OPINIÃO

O problema das enchentes

Todo começo de ano é a mesma coisa: chove forte, os córregos transbordam e o caos se instala em Franca. Neste ano, as consequências foram ainda mais dramáticas.

Por Guilherme Cortez | 27/02/2022 | Tempo de leitura: 4 min
especial para GCN

Todo começo de ano é a mesma coisa: chove forte, os córregos transbordam e o caos se instala em Franca. Neste ano, as consequências foram ainda mais dramáticas. Um jovem de apenas 21 anos foi arrastado pela correnteza das águas que transbordaram do córrego dos Bagres no meio de uma rodovia quando voltava de Restinga para Franca. Sim, o alagamento foi tão intenso que as águas do córrego foram parar no meio da rodovia, com força suficiente para arrastar uma pessoa, colocando fim a uma jovem vida. Me solidarizo aqui com seus amigos e familiares.
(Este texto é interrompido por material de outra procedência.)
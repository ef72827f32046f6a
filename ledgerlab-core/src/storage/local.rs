//! Directory-backed object store.
//!
//! Layout: `{root}/{bucket}/{key}` where `/` in the key maps to directories.
//! Used for offline runs against a mirrored bucket and for integration tests.

use super::{paginate, ListPage, ObjectStore, StorageError};
use std::fs;
use std::io::{self, Read};
use std::path::{Path, PathBuf};

/// Default number of entries per listing page.
pub const DEFAULT_PAGE_SIZE: usize = 1000;

pub struct LocalObjectStore {
    root: PathBuf,
    page_size: usize,
}

impl LocalObjectStore {
    pub fn new(root: impl Into<PathBuf>) -> Self {
        Self {
            root: root.into(),
            page_size: DEFAULT_PAGE_SIZE,
        }
    }

    pub fn with_page_size(mut self, page_size: usize) -> Self {
        self.page_size = page_size.max(1);
        self
    }

    pub fn root(&self) -> &Path {
        &self.root
    }

    fn bucket_dir(&self, bucket: &str) -> PathBuf {
        self.root.join(bucket)
    }

    fn object_path(&self, bucket: &str, key: &str) -> PathBuf {
        let mut path = self.bucket_dir(bucket);
        for part in key.split('/').filter(|p| !p.is_empty()) {
            path.push(part);
        }
        path
    }

    /// Keys under the deepest directory that `prefix` names, sorted.
    ///
    /// Only that subtree is walked; `paginate` applies the exact prefix.
    fn keys_under(&self, bucket: &str, prefix: &str) -> io::Result<Vec<String>> {
        let base = prefix
            .rfind('/')
            .map_or("", |pos| &prefix[..pos])
            .split('/')
            .filter(|p| !p.is_empty())
            .collect::<Vec<_>>()
            .join("/");
        let dir = self.object_path(bucket, &base);
        let mut keys = Vec::new();
        if dir.is_dir() {
            collect_keys(&dir, &base, &mut keys)?;
        }
        keys.sort();
        Ok(keys)
    }
}

fn collect_keys(dir: &Path, prefix: &str, keys: &mut Vec<String>) -> io::Result<()> {
    for entry in fs::read_dir(dir)? {
        let entry = entry?;
        let name = entry.file_name().to_string_lossy().to_string();
        let key = if prefix.is_empty() {
            name
        } else {
            format!("{prefix}/{name}")
        };
        if entry.file_type()?.is_dir() {
            collect_keys(&entry.path(), &key, keys)?;
        } else {
            keys.push(key);
        }
    }
    Ok(())
}

impl ObjectStore for LocalObjectStore {
    fn name(&self) -> &str {
        "local"
    }

    fn list_page(
        &self,
        bucket: &str,
        prefix: &str,
        delimiter: Option<&str>,
        continuation: Option<&str>,
    ) -> Result<ListPage, StorageError> {
        let keys = self.keys_under(bucket, prefix)?;
        Ok(paginate(keys, prefix, delimiter, continuation, self.page_size))
    }

    fn get_object(&self, bucket: &str, key: &str) -> Result<Box<dyn Read + Send>, StorageError> {
        let path = self.object_path(bucket, key);
        match fs::File::open(&path) {
            Ok(file) if path.is_file() => Ok(Box::new(file)),
            Ok(_) => Err(StorageError::NotFound {
                bucket: bucket.to_string(),
                key: key.to_string(),
            }),
            Err(e) if e.kind() == io::ErrorKind::NotFound => Err(StorageError::NotFound {
                bucket: bucket.to_string(),
                key: key.to_string(),
            }),
            Err(e) => Err(StorageError::Io(e)),
        }
    }

    fn put_object(&self, bucket: &str, key: &str, bytes: &[u8]) -> Result<(), StorageError> {
        let path = self.object_path(bucket, key);
        if let Some(parent) = path.parent() {
            fs::create_dir_all(parent)?;
        }
        fs::write(&path, bytes)?;
        Ok(())
    }
}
Entra governo e sai governo, o problema das enchentes continua o mesmo. Quem sai no prejuízo são as pessoas que moram e trabalham nas regiões de alagamento. Um motoboy caiu de moto enquanto tentava atravessar uma área alagada na tempestade do dia 6, quando Franca registrou a chuva mais forte do Brasil. A área externa do Castelinho ficou arrasada, como um presságio do evento repleto de negacionistas e investigados pela Polícia Federal que o clube viria a sediar naquela semana.
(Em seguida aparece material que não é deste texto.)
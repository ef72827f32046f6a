//! Grouping of summary object keys by scenario and concatenation of sources.
//!
//! Summary keys look like `<symbol>/<scenario>/<...>.csv`.

use tracing::warn;

/// A scenario plus the ordered keys of the objects that contribute to it.
#[derive(Debug, Clone, PartialEq, Eq)]
pub struct ScenarioGroup {
    pub scenario: String,
    pub keys: Vec<String>,
}

/// Scenario segment of a summary key, if the key has one.
pub fn scenario_of<'a>(symbol: &str, key: &'a str) -> Option<&'a str> {
    let rest = key.strip_prefix(symbol)?.strip_prefix('/')?;
    match rest.split_once('/') {
        Some((scenario, _)) if !scenario.is_empty() => Some(scenario),
        _ => None,
    }
}

/// Group keys by scenario, keeping first-seen scenario order and key order.
///
/// With `only` set, keys of every other scenario are dropped.
pub fn group_by_scenario<S: AsRef<str>>(
    symbol: &str,
    keys: &[S],
    only: Option<&str>,
) -> Vec<ScenarioGroup> {
    let mut groups: Vec<ScenarioGroup> = Vec::new();
    for key in keys {
        let key = key.as_ref();
        let Some(scenario) = scenario_of(symbol, key) else {
            warn!(key, "key does not contain a scenario folder");
            continue;
        };
        if only.is_some_and(|wanted| wanted != scenario) {
            continue;
        }
        match groups.iter_mut().find(|g| g.scenario == scenario) {
            Some(group) => group.keys.push(key.to_string()),
            None => groups.push(ScenarioGroup {
                scenario: scenario.to_string(),
                keys: vec![key.to_string()],
            }),
        }
    }
    groups
}

/// Concatenate source contents, keeping only the first source's header.
///
/// Every source ends with a newline in the result.
pub fn concat_sources<S: AsRef<str>>(sources: &[S]) -> String {
    let mut out = String::new();
    for (i, source) in sources.iter().enumerate() {
        let mut body = source.as_ref();
        if i > 0 {
            body = match body.find('\n') {
                Some(pos) => &body[pos + 1..],
                // header only, no data
                None => "",
            };
        }
        if body.is_empty() {
            continue;
        }
        out.push_str(body);
        if !body.ends_with('\n') {
            out.push('\n');
        }
    }
    out
}

/// Remove every double quote from aggregated content.
pub fn strip_quotes(content: &str) -> String {
    content.replace('"', "")
}

#[cfg(test)]
mod tests {
    use super::*;

    #[test]
    fn scenario_segment() {
        assert_eq!(scenario_of("btc-1mF", "btc-1mF/s_1/agg/x.csv"), Some("s_1"));
        assert_eq!(scenario_of("btc-1mF", "btc-1mF/x.csv"), None);
        assert_eq!(scenario_of("btc-1mF", "eth-1mF/s_1/x.csv"), None);
        assert_eq!(scenario_of("btc", "btc-1mF/s_1/x.csv"), None);
    }

    #[test]
    fn grouping_preserves_order_and_filters() {
        let keys = [
            "sym/b/1.csv",
            "sym/a/1.csv",
            "sym/b/2.csv",
            "sym/stray.csv",
        ];
        let groups = group_by_scenario("sym", &keys, None);
        assert_eq!(groups.len(), 2);
        assert_eq!(groups[0].scenario, "b");
        assert_eq!(groups[0].keys, vec!["sym/b/1.csv", "sym/b/2.csv"]);
        assert_eq!(groups[1].scenario, "a");

        let only_a = group_by_scenario("sym", &keys, Some("a"));
        assert_eq!(only_a.len(), 1);
        assert_eq!(only_a[0].keys, vec!["sym/a/1.csv"]);
    }

    #[test]
    fn concat_strips_later_headers() {
        let out = concat_sources(&["h1,h2\n1,2", "h1,h2\n3,4\n", "h1,h2"]);
        assert_eq!(out, "h1,h2\n1,2\n3,4\n");
    }

    #[test]
    fn quotes_removed() {
        assert_eq!(strip_quotes("\"a\",\"b\"\n"), "a,b\n");
    }
}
Prefeitos de diferentes partidos são unânimes em atribuir a culpa dos alagamentos a fenômenos externos, como a fúria da natureza ou o temperamento de São Pedro, o santo católico conhecido por abrir as portas do céu. Escondem assim a responsabilidade das administrações que se sucederam no Paço Municipal e da dramática crise ambiental em que estamos inseridos.

A chuva é um fenômeno natural, que tem origem na evaporação das águas da superfície. Uma vez no ar, o vapor se esfria e retorna ao estado líquido, caindo sobre a Terra em forma de gotículas. Em determinadas condições, essa mesma água pode se solidificar e cair em forma de pedras, como o granizo. Esse processo em que a água evapora e depois desce em forma de chuva, num ciclo infinito, é importante para o resfriamento do planeta.
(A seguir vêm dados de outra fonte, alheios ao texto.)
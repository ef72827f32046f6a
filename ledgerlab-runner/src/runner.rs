//! Scenario runner: wires aggregation, fetch, ledgers, manifest, and export.
//!
//! One call handles one (symbol, scenario). When the scenario directory
//! already exists the upstream stages are skipped and the ledgers are rebuilt
//! from the raw files already on disk.

use chrono::Utc;
use ledgerlab_core::ledger::{LedgerError, ParseFailure};
use ledgerlab_core::router::RouterError;
use ledgerlab_core::storage::{Archiver, Decompressor, LocalObjectStore, ZipArchiver};
use ledgerlab_core::{CodecError, Direction, ObjectStore, StorageError};
use std::fs;
use std::io;
use std::path::PathBuf;
use std::sync::Arc;
use thiserror::Error;
use tracing::{error, info};

use crate::aggregation::{aggregate_scenario, AggregationOutcome};
use crate::config::PipelineConfig;
use crate::export::{export_symbol, ExportSummary};
use crate::fetch::{fetch_trades, FetchCounts, FetchSummary};
use crate::ledgers::{build_formatted_ledgers, LedgerSummary};
use crate::manifest::{write_manifest, AggregationCounts, LedgerCounts, RunManifest, SCHEMA_VERSION};

/// Errors from the runner.
#[derive(Debug, Error)]
pub enum RunError {
    #[error("failed to create {path}: {source}")]
    Setup { path: PathBuf, source: io::Error },

    #[error("raw directory does not exist: {0}")]
    MissingRawDir(PathBuf),

    #[error("codec error: {0}")]
    Codec(#[from] CodecError),

    #[error("storage error: {0}")]
    Storage(#[from] StorageError),

    #[error("I/O error: {0}")]
    Io(#[from] io::Error),

    #[error("parse error: {0}")]
    Parse(#[from] ParseFailure),

    #[error("manifest error: {0}")]
    Manifest(#[from] serde_json::Error),

    #[error("unsupported manifest schema version {found} (max supported: {supported})")]
    UnsupportedSchema { found: u32, supported: u32 },
}

impl From<RouterError> for RunError {
    fn from(e: RouterError) -> Self {
        match e {
            RouterError::Codec(e) => RunError::Codec(e),
            RouterError::Io(e) => RunError::Io(e),
        }
    }
}

impl From<LedgerError> for RunError {
    fn from(e: LedgerError) -> Self {
        match e {
            LedgerError::Codec(e) => RunError::Codec(e),
            LedgerError::Io(e) => RunError::Io(e),
            LedgerError::Parse(e) => RunError::Parse(e),
        }
    }
}

/// Collaborators and settings shared by every run.
pub struct RunContext {
    pub config: PipelineConfig,
    pub store: Arc<dyn ObjectStore>,
    pub decompressor: Box<dyn Decompressor>,
    pub archiver: Box<dyn Archiver>,
}

impl RunContext {
    /// Context over an arbitrary store, with the configured codec and zip
    /// archives.
    pub fn new(config: PipelineConfig, store: Arc<dyn ObjectStore>) -> Self {
        let decompressor = config.decompression.decompressor();
        Self {
            config,
            store,
            decompressor,
            archiver: Box::new(ZipArchiver),
        }
    }

    /// Context over the directory-backed store at `config.store_root`.
    pub fn local(config: PipelineConfig) -> Self {
        let store = Arc::new(LocalObjectStore::new(config.store_root.clone()));
        Self::new(config, store)
    }
}

/// Everything one run did.
#[derive(Debug, Clone)]
pub struct RunReport {
    pub symbol: String,
    pub scenario: String,
    pub direction: Direction,
    /// `None` when the scenario directory already existed.
    pub aggregation: Option<AggregationOutcome>,
    pub fetch: Option<FetchSummary>,
    pub ledgers: LedgerSummary,
    /// `None` when export is disabled or the symbol directory could not be read.
    pub export: Option<ExportSummary>,
    pub manifest_path: PathBuf,
}

/// Run the full pipeline for one scenario.
pub fn run_scenario(ctx: &RunContext, symbol: &str, scenario: &str) -> Result<RunReport, RunError> {
    let started_at = Utc::now();
    let config = &ctx.config;
    let layout = config.layout(symbol, scenario);
    let direction = Direction::from_name(scenario);
    let scenario_dir = layout.scenario_dir();
    let raw_dir = layout.raw_dir();

    let mut aggregation = None;
    let mut fetch = None;
    if !scenario_dir.exists() {
        for dir in [&scenario_dir, &raw_dir] {
            fs::create_dir_all(dir).map_err(|source| RunError::Setup {
                path: dir.clone(),
                source,
            })?;
        }
        info!(dir = %scenario_dir.display(), "created scenario directory");

        let outcome = aggregate_scenario(ctx.store.as_ref(), config, symbol, scenario, &layout)?;
        let summary = fetch_trades(
            ctx.store.as_ref(),
            ctx.decompressor.as_ref(),
            config,
            symbol,
            scenario,
            &outcome.trader_ids,
            &raw_dir,
        )?;
        aggregation = Some(outcome);
        fetch = Some(summary);
    } else {
        info!(dir = %scenario_dir.display(), "scenario directory exists, skipping fetch");
    }

    if !raw_dir.is_dir() {
        return Err(RunError::MissingRawDir(raw_dir));
    }

    let ledgers = build_formatted_ledgers(
        &raw_dir,
        &layout.formatted_dir(),
        direction,
        config.trader_id_column,
    )?;

    let manifest = RunManifest {
        schema_version: SCHEMA_VERSION,
        symbol: symbol.to_string(),
        scenario: scenario.to_string(),
        direction,
        started_at,
        finished_at: Utc::now(),
        aggregation: aggregation.as_ref().map(|a| AggregationCounts {
            sources: a.sources.len(),
            duplicates_removed: a.duplicates_removed,
            rows_kept: a.rows_kept,
            traders: a.trader_ids.len(),
            content_hash: a.content_hash.clone(),
        }),
        fetch: fetch.as_ref().map(FetchCounts::from),
        ledgers: LedgerCounts {
            files_processed: ledgers.files_processed,
            files_skipped: ledgers.files_skipped.len(),
            outputs_failed: ledgers.outputs_failed.len(),
            lines_written: ledgers.build.lines_written,
            lines_dropped: ledgers.build.lines_dropped,
            sort_failures: ledgers.sort.as_ref().map_or(0, |s| s.failed.len()),
        },
    };
    let manifest_path = layout.manifest_file();
    write_manifest(&manifest_path, &manifest)?;

    let export = if config.export {
        match export_symbol(
            ctx.store.as_ref(),
            ctx.archiver.as_ref(),
            &config.extracts_bucket,
            layout.symbol_dir(),
        ) {
            Ok(summary) => Some(summary),
            Err(e) => {
                error!(symbol, error = %format!("{e:#}"), "export failed");
                None
            }
        }
    } else {
        None
    };

    info!(symbol, scenario, %direction, "scenario run complete");
    Ok(RunReport {
        symbol: symbol.to_string(),
        scenario: scenario.to_string(),
        direction,
        aggregation,
        fetch,
        ledgers,
        export,
        manifest_path,
    })
}
//! LedgerLab Core: row codec, aggregation, partition discovery, trade routing, ledgers.
//!
//! This crate contains the pipeline building blocks:
//! - Row codec (header maps, exact header validation, naive field split)
//! - Scenario grouping, composite-key deduplication, trader index extraction
//! - Object storage, decompression, and archive collaborators behind traits
//! - Year/partition discovery over the trades bucket
//! - Per-trader routing of raw trade lines with append-only output
//! - Ledger construction with running totals, and chronological re-sort

pub mod aggregate;
pub mod codec;
pub mod ledger;
pub mod partition;
pub mod router;
pub mod storage;

pub use codec::{CodecError, HeaderMap, TraderIdColumn};
pub use ledger::{Direction, LedgerEntry, LedgerError, ParseFailure, ParseOutcome};
pub use partition::{KeyTemplate, PartitionCoordinate, PartitionLocator, ScanStop, YearScan};
pub use router::{ensure_headers, HeaderPass, RouteSummary, RouterError, TradeRouter};
pub use storage::{ObjectStore, StorageError};

#[cfg(test)]
mod tests {
    use super::*;

    /// Compile-time check: shared pipeline types can cross threads.
    #[allow(dead_code)]
    fn assert_send_sync() {
        fn require_send<T: Send>() {}
        fn require_sync<T: Sync>() {}

        require_send::<HeaderMap>();
        require_sync::<HeaderMap>();
        require_send::<TraderIdColumn>();
        require_sync::<TraderIdColumn>();
        require_send::<Direction>();
        require_sync::<Direction>();
        require_send::<LedgerEntry>();
        require_sync::<LedgerEntry>();
        require_send::<PartitionCoordinate>();
        require_sync::<PartitionCoordinate>();
        require_send::<YearScan>();
        require_sync::<YearScan>();
        require_send::<TradeRouter>();
        require_sync::<TradeRouter>();

        require_send::<storage::LocalObjectStore>();
        require_sync::<storage::LocalObjectStore>();
        require_send::<storage::InMemoryObjectStore>();
        require_sync::<storage::InMemoryObjectStore>();
        require_send::<ledger::LedgerBuilder<std::fs::File>>();
        require_sync::<ledger::LedgerBuilder<std::fs::File>>();
    }

    /// The store trait stays object safe; the runner passes `&dyn ObjectStore`.
    #[test]
    fn object_store_is_object_safe() {
        fn _takes_dyn(store: &dyn ObjectStore) -> &str {
            store.name()
        }
        let store = storage::InMemoryObjectStore::new();
        assert_eq!(_takes_dyn(&store), "memory");
    }
}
O ser humano ainda não inventou um mecanismo para impedir as chuvas – e nem deveria, porque isso aumentaria a temperatura média da Terra e prejudicaria todas as formas de vida no planeta. O problema das enchentes, contudo, não é a chuva, mas sim o planejamento das nossas cidades. A chuva sempre virá e com mais intensidade em algumas épocas do ano – o que nos resta é prevenir seus efeitos prejudiciais.

Os alagamentos ocorrem quando o solo não é capaz de absorver e nem escoar a tempo a água das chuvas. Isso acontece quando o chão é impermeabilizado, ou seja, não pode ser penetrado por fluidos como a água que cai na chuva. É o caso do asfalto, do concreto e de boa parte das construções que temos nas cidades. Nas áreas verdes, onde o solo é mais permeável, acontece o oposto: até 80% da água das chuvas é retida, evitando assim grandes alagamentos. Na cidade de São Paulo ocorre justamente o oposto: 80% da água que cai não é absorvida, provocando as enchentes.

Quando a chuva vem e entra em contato com essa superfície sem ser absorvida, fica acumulada, causando alagamentos. O mesmo pode acontecer com os córregos: a água das chuvas se acumula numa capacidade superior ao que é possível escoar e acaba transbordando para fora. É por isso que as imagens de enchentes são tão comuns em grandes cidades, onde as áreas permeáveis são mais restritas. Os principais atingidos são as populações das periferias ou que moram em morros ou barrancos, onde a impermeabilização do solo é maior.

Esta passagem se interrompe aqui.